Note that we could also directly tone map at the end of our lighting shader, not needing any floating point framebuffer at all! However, as scenes get more complex you'll frequently find the need to store intermediate HDR results as floating point buffers so this is a good exercise.

Another interesting use of tone mapping is to allow the use of an exposure parameter. You probably remember from the introduction that HDR images contain a lot of details visible at different exposure levels. If we have a scene that features a day and night cycle it makes sense to use a lower exposure at daylight and a higher exposure at night time, similar to how the human eye adapts. With such an exposure parameter it allows us to configure lighting parameters that work both at day and night under different lighting conditions as we only have to change the exposure parameter.

A relatively simple exposure tone mapping algorithm looks as follows:

uniform float exposure;

void main()
    const float gamma = 2.2;
    vec3 hdrColor = texture(hdrBuffer, TexCoords).rgb;
    // exposure tone mapping
    vec3 mapped = vec3(1.0) - exp(-hdrColor * exposure);
    // gamma correction 
    mapped = pow(mapped, vec3(1.0 / gamma));
    FragColor = vec4(mapped, 1.0);

Here we defined an exposure uniform that defaults at 1.0 and allows us to more precisely specify whether we'd like to focus more on dark or bright regions of the HDR color values. For instance, with high exposure values the darker areas of the tunnel show significantly more detail. In contrast, a low exposure largely removes the dark region details, but allows us to see more detail in the bright areas of a scene. Take a look at the image below to see the tunnel at multiple exposure levels:

Multiple exposure levels of HDR tone mapping in OpenGL

This image clearly shows the benefit of high dynamic range rendering. By changing the exposure level we get to see a lot of details of our scene, that would've been otherwise lost with low dynamic range rendering. Take the end of the tunnel for example. With a normal exposure the wood structure is barely visible, but with a low exposure the detailed wooden patterns are clearly visible. The same holds for the wooden patterns close by that are more visible with a high exposure.

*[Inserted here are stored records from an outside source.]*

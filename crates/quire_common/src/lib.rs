//! Shared foundational types used across the Quire report compiler driver.
//!
//! This crate provides content hashing for staleness detection and the
//! artifact locators that make up a compiler dependency set.

#![warn(missing_docs)]

pub mod hash;
pub mod locator;

pub use hash::ContentHash;
pub use locator::{ArtifactLocator, DependencySet, ParseLocatorError};
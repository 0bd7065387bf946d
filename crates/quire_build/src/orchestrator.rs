//! The build procedure for one task.

use std::io;
use std::path::Path;
use std::sync::Arc;

use quire_cache::{Cache, ChangeKind, ChangeRecord, ChangeSet};
use quire_worker::{BoundaryFactory, CancelFlag, CompilationJob, JobError, JobHandle, JobOutcome, WorkerPool};

use crate::error::BuildError;
use crate::request::{BuildRequest, QUIRE_VERSION};
use crate::result::{BuildEvent, BuildReport, BuildResult, BuildSummary, FileFailure};

/// Builds one task with a fresh pool over `factory`.
///
/// The pool uses one thread per available core; use [`compile_with`] to
/// share a pool across tasks or to observe progress.
pub fn compile(
    request: &BuildRequest,
    factory: Arc<dyn BoundaryFactory>,
    cancel: CancelFlag,
) -> Result<BuildReport, BuildError> {
    let pool = WorkerPool::new(factory, None, cancel)?;
    compile_with(request, &pool, &mut |_| {})
}

/// Builds one task on `pool`, reporting progress through `on_event`.
///
/// Removals run on the calling thread before any job is awaited. The call
/// returns only after every submitted job has finished. The snapshot is
/// saved with successful and unchanged designs; failed designs are left out
/// so the next build retries them.
pub fn compile_with(
    request: &BuildRequest,
    pool: &WorkerPool,
    on_event: &mut dyn FnMut(BuildEvent<'_>),
) -> Result<BuildReport, BuildError> {
    let layout = request.layout();
    let config = Arc::new(request.compiler_config());
    let dependencies = Arc::new(request.task.dependencies.clone());
    let fingerprint = config.fingerprint(&dependencies);

    let mut cache = if request.force {
        Cache::fresh(&request.cache_dir, QUIRE_VERSION, fingerprint)
    } else {
        Cache::load_or_create(&request.cache_dir, QUIRE_VERSION, fingerprint)
    };
    let changes = cache.detect_changes(&layout)?;
    tracing::info!(
        task = %request.task.name,
        dirty = changes.dirty_count(),
        removed = changes.count(ChangeKind::Removed),
        "changes detected"
    );

    let mut summary = BuildSummary {
        unchanged: changes.count(ChangeKind::Unchanged),
        ..BuildSummary::default()
    };
    let mut failures = Vec::new();

    for record in changes.removed() {
        match remove_output(&record.output_path, &layout.output_root) {
            Ok(()) => {
                cache.forget(&record.path);
                summary.removed += 1;
                on_event(BuildEvent::Removed(&record.path));
            }
            Err(source) => {
                let cause = JobError::OutputWrite {
                    path: record.output_path.clone(),
                    source,
                };
                on_event(BuildEvent::Failed(&record.path, &cause));
                failures.push(FileFailure {
                    path: record.path.clone(),
                    cause,
                });
            }
        }
    }

    let mut pending: Vec<(&ChangeRecord, JobHandle)> = Vec::new();
    for (id, record) in changes.dirty().enumerate() {
        if let Some(stale) = &record.stale_output {
            if let Err(source) = remove_output(stale, &layout.output_root) {
                let cause = JobError::OutputWrite {
                    path: stale.clone(),
                    source,
                };
                on_event(BuildEvent::Failed(&record.path, &cause));
                failures.push(FileFailure {
                    path: record.path.clone(),
                    cause,
                });
                continue;
            }
            tracing::debug!(stale = %stale.display(), "removed artifact at previous path");
        }
        if let Some(parent) = record.output_path.parent() {
            if let Err(source) = std::fs::create_dir_all(parent) {
                let cause = JobError::OutputWrite {
                    path: parent.to_path_buf(),
                    source,
                };
                on_event(BuildEvent::Failed(&record.path, &cause));
                cache.forget(&record.path);
                failures.push(FileFailure {
                    path: record.path.clone(),
                    cause,
                });
                continue;
            }
        }
        let job = CompilationJob {
            id: id as u64,
            source_path: record.source_path.clone(),
            output_path: record.output_path.clone(),
            config: Arc::clone(&config),
            dependencies: Arc::clone(&dependencies),
        };
        on_event(BuildEvent::Compiling(&record.path));
        pending.push((record, pool.submit(job)));
    }

    for (record, handle) in pending {
        let result = handle.wait();
        match result.outcome {
            JobOutcome::Success => {
                if let (Some(hash), Some(output)) =
                    (record.content_hash, layout.mapper.map(&record.path))
                {
                    cache.record_compiled(&record.path, hash, output);
                }
                summary.compiled += 1;
                on_event(BuildEvent::Compiled(&record.path));
            }
            JobOutcome::Failure(cause) => {
                cache.forget(&record.path);
                on_event(BuildEvent::Failed(&record.path, &cause));
                failures.push(FileFailure {
                    path: record.path.clone(),
                    cause,
                });
            }
        }
    }

    cache.save()?;

    summary.failed = failures.len();
    failures.sort_by(|a, b| a.path.cmp(&b.path));
    let result = if failures.is_empty() {
        BuildResult::Success
    } else {
        BuildResult::Failure(failures)
    };
    Ok(BuildReport { result, summary })
}

/// Classifies the task's designs without compiling anything.
pub fn status(request: &BuildRequest) -> Result<ChangeSet, BuildError> {
    let config = request.compiler_config();
    let fingerprint = config.fingerprint(&request.task.dependencies);
    let cache = if request.force {
        Cache::fresh(&request.cache_dir, QUIRE_VERSION, fingerprint)
    } else {
        Cache::load_or_create(&request.cache_dir, QUIRE_VERSION, fingerprint)
    };
    Ok(cache.detect_changes(&request.layout())?)
}

/// Deletes the task's output tree, snapshot, and job directories.
pub fn clean(request: &BuildRequest) -> Result<(), BuildError> {
    remove_dir_if_present(&request.task.output_dir)?;
    remove_dir_if_present(&request.working_dir)?;
    Cache::clear(&request.cache_dir)?;
    Ok(())
}

fn remove_dir_if_present(dir: &Path) -> Result<(), BuildError> {
    match std::fs::remove_dir_all(dir) {
        Ok(()) => Ok(()),
        Err(e) if e.kind() == io::ErrorKind::NotFound => Ok(()),
        Err(source) => Err(BuildError::Clean {
            path: dir.to_path_buf(),
            source,
        }),
    }
}

/// Deletes `output` if present, then prunes directories under `root` that
/// were left empty.
fn remove_output(output: &Path, root: &Path) -> io::Result<()> {
    match std::fs::remove_file(output) {
        Ok(()) => {}
        Err(e) if e.kind() == io::ErrorKind::NotFound => {}
        Err(e) => return Err(e),
    }
    let mut dir = output.parent();
    while let Some(d) = dir {
        if d == root || !d.starts_with(root) {
            break;
        }
        // Fails on non-empty or missing directories, which ends the walk.
        if std::fs::remove_dir(d).is_err() {
            break;
        }
        dir = d.parent();
    }
    Ok(())
}

#[cfg(test)]
mod tests {
    use super::*;
    use std::fs;

    #[test]
    fn remove_output_is_idempotent() {
        let dir = tempfile::tempdir().unwrap();
        let out = dir.path().join("a.jasper");
        fs::write(&out, b"x").unwrap();
        remove_output(&out, dir.path()).unwrap();
        remove_output(&out, dir.path()).unwrap();
        assert!(!out.exists());
        assert!(dir.path().is_dir());
    }

    #[test]
    fn remove_output_prunes_empty_parents_only() {
        let dir = tempfile::tempdir().unwrap();
        let root = dir.path().join("out");
        fs::create_dir_all(root.join("sales/2024")).unwrap();
        fs::write(root.join("sales/summary.jasper"), b"x").unwrap();
        let target = root.join("sales/2024/q1.jasper");
        fs::write(&target, b"x").unwrap();

        remove_output(&target, &root).unwrap();
        assert!(!root.join("sales/2024").exists());
        assert!(root.join("sales/summary.jasper").is_file());

        remove_output(&root.join("sales/summary.jasper"), &root).unwrap();
        assert!(!root.join("sales").exists());
        assert!(root.is_dir());
    }
}
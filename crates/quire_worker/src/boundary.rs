//! The isolation boundary seam.

use std::path::Path;

use quire_adapter::{ProbeError, Resolution, Symbol, SymbolProbe};
use quire_common::DependencySet;

use crate::error::BoundaryError;
use crate::protocol::CompileRequest;

/// An execution context whose visible symbols are exactly one dependency set.
///
/// A boundary serves a single job. Library configuration applied during
/// [`Boundary::compile`] stays inside it.
pub trait Boundary: Send {
    /// Resolves symbols, one answer per symbol in request order.
    fn probe(&mut self, symbols: &[Symbol]) -> Result<Vec<Resolution>, BoundaryError>;

    /// Compiles one design to `request.destination`.
    fn compile(&mut self, request: &CompileRequest) -> Result<(), BoundaryError>;

    /// Releases the boundary. Calling it twice is harmless.
    fn close(&mut self) -> Result<(), BoundaryError>;
}

/// Opens fresh boundaries. Every call must return a new, unshared instance.
pub trait BoundaryFactory: Send + Sync {
    /// Opens a boundary seeing `dependencies`, working in `working_dir`.
    fn open(
        &self,
        dependencies: &DependencySet,
        working_dir: &Path,
    ) -> Result<Box<dyn Boundary>, BoundaryError>;
}

/// Lets the version adapter probe through a boundary.
pub struct BoundaryProbe<'a>(pub &'a mut dyn Boundary);

impl SymbolProbe for BoundaryProbe<'_> {
    fn resolve(&mut self, symbols: &[Symbol]) -> Result<Vec<Resolution>, ProbeError> {
        self.0.probe(symbols).map_err(ProbeError::from)
    }
}
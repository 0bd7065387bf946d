//! Source file hashing and change detection.
//!
//! Computes content hashes for design files and compares them against the
//! snapshot manifest to classify each path as added, modified, removed, or
//! unchanged since the last build.

use std::collections::{BTreeSet, HashMap};
use std::fmt;
use std::path::{Component, Path, PathBuf};

use quire_common::ContentHash;

use crate::error::CacheError;
use crate::manifest::SnapshotManifest;
use crate::mapper::TreeLayout;

/// Classification of a design path relative to the previous snapshot.
#[derive(Debug, Clone, Copy, PartialEq, Eq, Hash)]
pub enum ChangeKind {
    /// Present now, absent from the snapshot.
    Added,
    /// Present in both, with a different content hash (or a missing artifact).
    Modified,
    /// In the snapshot, no longer present.
    Removed,
    /// Same content hash as the snapshot and the artifact exists.
    Unchanged,
}

impl ChangeKind {
    /// Returns `true` for kinds that need a compilation job.
    pub fn is_dirty(self) -> bool {
        matches!(self, ChangeKind::Added | ChangeKind::Modified)
    }
}

impl fmt::Display for ChangeKind {
    fn fmt(&self, f: &mut fmt::Formatter<'_>) -> fmt::Result {
        f.write_str(match self {
            ChangeKind::Added => "added",
            ChangeKind::Modified => "modified",
            ChangeKind::Removed => "removed",
            ChangeKind::Unchanged => "unchanged",
        })
    }
}

/// One design path and what happened to it.
#[derive(Debug, Clone, PartialEq, Eq)]
pub struct ChangeRecord {
    /// Path relative to the source root.
    pub path: PathBuf,
    /// The classification.
    pub kind: ChangeKind,
    /// Absolute source path.
    pub source_path: PathBuf,
    /// Absolute output path. For removed paths this is the artifact the
    /// snapshot recorded, which may differ from what the layout maps to now.
    pub output_path: PathBuf,
    /// Hash of the current source; `None` for removed paths.
    pub content_hash: Option<ContentHash>,
    /// A previously recorded artifact at a different path than
    /// `output_path`, left behind by an extension change.
    pub stale_output: Option<PathBuf>,
}

/// Result of comparing the current source tree against the snapshot.
///
/// Holds exactly one record per path seen in either, sorted by relative path.
#[derive(Debug, Clone, Default)]
pub struct ChangeSet {
    /// All records in path order.
    pub records: Vec<ChangeRecord>,
}

impl ChangeSet {
    /// Returns `true` if there are no added, modified, or removed paths.
    pub fn is_empty(&self) -> bool {
        self.records.iter().all(|r| r.kind == ChangeKind::Unchanged)
    }

    /// Number of records of the given kind.
    pub fn count(&self, kind: ChangeKind) -> usize {
        self.records.iter().filter(|r| r.kind == kind).count()
    }

    /// Returns the total number of designs that need compiling (added + modified).
    pub fn dirty_count(&self) -> usize {
        self.records.iter().filter(|r| r.kind.is_dirty()).count()
    }

    /// Records that need a compilation job.
    pub fn dirty(&self) -> impl Iterator<Item = &ChangeRecord> {
        self.records.iter().filter(|r| r.kind.is_dirty())
    }

    /// Records of designs that were removed.
    pub fn removed(&self) -> impl Iterator<Item = &ChangeRecord> {
        self.records.iter().filter(|r| r.kind == ChangeKind::Removed)
    }
}

/// Utility for computing content hashes of design files and detecting changes.
pub struct SourceHasher;

impl SourceHasher {
    /// Computes the content hash of a single file.
    pub fn hash_file(path: &Path) -> Result<ContentHash, CacheError> {
        let content = std::fs::read(path).map_err(|e| CacheError::Io {
            path: path.to_path_buf(),
            source: e,
        })?;
        Ok(ContentHash::from_bytes(&content))
    }

    /// Compares current hashes (keyed by relative path) against the snapshot.
    ///
    /// A path whose hash matches is `Unchanged` unless its artifact is missing
    /// (per `output_exists`) or the layout now maps it somewhere other than
    /// the recorded artifact, in which case it is `Modified`. Snapshot paths
    /// without a current source are `Removed` at their recorded artifact,
    /// even when the layout can no longer map them. Current paths the layout
    /// cannot map are ignored.
    pub fn detect_changes(
        current_hashes: &HashMap<PathBuf, ContentHash>,
        manifest: &SnapshotManifest,
        layout: &TreeLayout,
        output_exists: impl Fn(&Path) -> bool,
    ) -> ChangeSet {
        let all_paths: BTreeSet<&PathBuf> =
            current_hashes.keys().chain(manifest.files.keys()).collect();

        let mut records = Vec::with_capacity(all_paths.len());
        for path in all_paths {
            let current = current_hashes.get(path).copied();
            let entry = manifest.files.get(path);
            let recorded = entry.and_then(|e| recorded_output(layout, path, &e.output));

            let (kind, output_path) = match (current, entry) {
                (None, None) => continue,
                (None, Some(_)) => {
                    let Some(output) = recorded.clone().or_else(|| layout.output_path(path)) else {
                        tracing::debug!(path = %path.display(), "no artifact to remove");
                        continue;
                    };
                    (ChangeKind::Removed, output)
                }
                (Some(hash), entry) => {
                    let Some(output) = layout.output_path(path) else {
                        tracing::debug!(path = %path.display(), "not a design path, ignoring");
                        continue;
                    };
                    let kind = match entry {
                        None => ChangeKind::Added,
                        Some(e) if e.content_hash != hash => ChangeKind::Modified,
                        Some(_) if recorded.as_ref() != Some(&output) => {
                            tracing::debug!(path = %path.display(), "artifact path changed, recompiling");
                            ChangeKind::Modified
                        }
                        Some(_) if !output_exists(&output) => {
                            tracing::debug!(path = %path.display(), "artifact missing, recompiling");
                            ChangeKind::Modified
                        }
                        Some(_) => ChangeKind::Unchanged,
                    };
                    (kind, output)
                }
            };
            let stale_output = recorded.filter(|r| *r != output_path);
            records.push(ChangeRecord {
                path: path.clone(),
                kind,
                source_path: layout.source_path(path),
                output_path,
                content_hash: current,
                stale_output,
            });
        }

        ChangeSet { records }
    }
}

/// Resolves a recorded artifact path under the output root.
///
/// Only plain relative paths are honoured, so a tampered snapshot cannot
/// point removals outside the output tree.
fn recorded_output(layout: &TreeLayout, path: &Path, output: &Path) -> Option<PathBuf> {
    let plain = !output.as_os_str().is_empty()
        && output.components().all(|c| matches!(c, Component::Normal(_)));
    if !plain {
        tracing::warn!(path = %path.display(), output = %output.display(), "ignoring recorded artifact outside the output tree");
        return None;
    }
    Some(layout.output_root.join(output))
}
//! `quire clean`: remove outputs and snapshots.

use crate::pipeline::load_project;
use crate::{GlobalArgs, TaskArgs};

/// Runs the `quire clean` command. Returns exit code 0.
pub fn run(args: &TaskArgs, global: &GlobalArgs) -> Result<i32, Box<dyn std::error::Error>> {
    let project = load_project(global)?;

    for request in project.requests(&args.tasks)? {
        quire_build::clean(&request)?;
        if !global.quiet {
            eprintln!(
                "    Cleaned {} ({})",
                request.task.name,
                request.task.output_dir.display()
            );
        }
    }
    Ok(0)
}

You can find the source code of the demo here.

More HDR

The two tone mapping algorithms shown are only a few of a large collection of (more advanced) tone mapping algorithms of which each has their own strengths and weaknesses. Some tone mapping algorithms favor certain colors/intensities above others and some algorithms display both the low and high exposure colors at the same time to create more colorful and detailed images. There is also a collection of techniques known as automatic exposure adjustment or eye adaptation techniques that determine the brightness of the scene in the previous frame and (slowly) adapt the exposure parameter such that the scene gets brighter in dark areas or darker in bright areas mimicking the human eye.

The real benefit of HDR rendering really shows itself in large and complex scenes with heavy lighting algorithms. As it is difficult to create such a complex demo scene for teaching purposes while keeping it accessible, the chapter's demo scene is small and lacks detail. While relatively simple it does show some of the benefits of HDR rendering: no details are lost in high and dark regions as they can be restored with tone mapping, the addition of multiple lights doesn't cause clamped regions, and light values can be specified by real brightness values not being limited by LDR values. Furthermore, HDR rendering also makes several other interesting effects more feasible and realistic; one of these effects is bloom that we'll discuss in the next next chapter.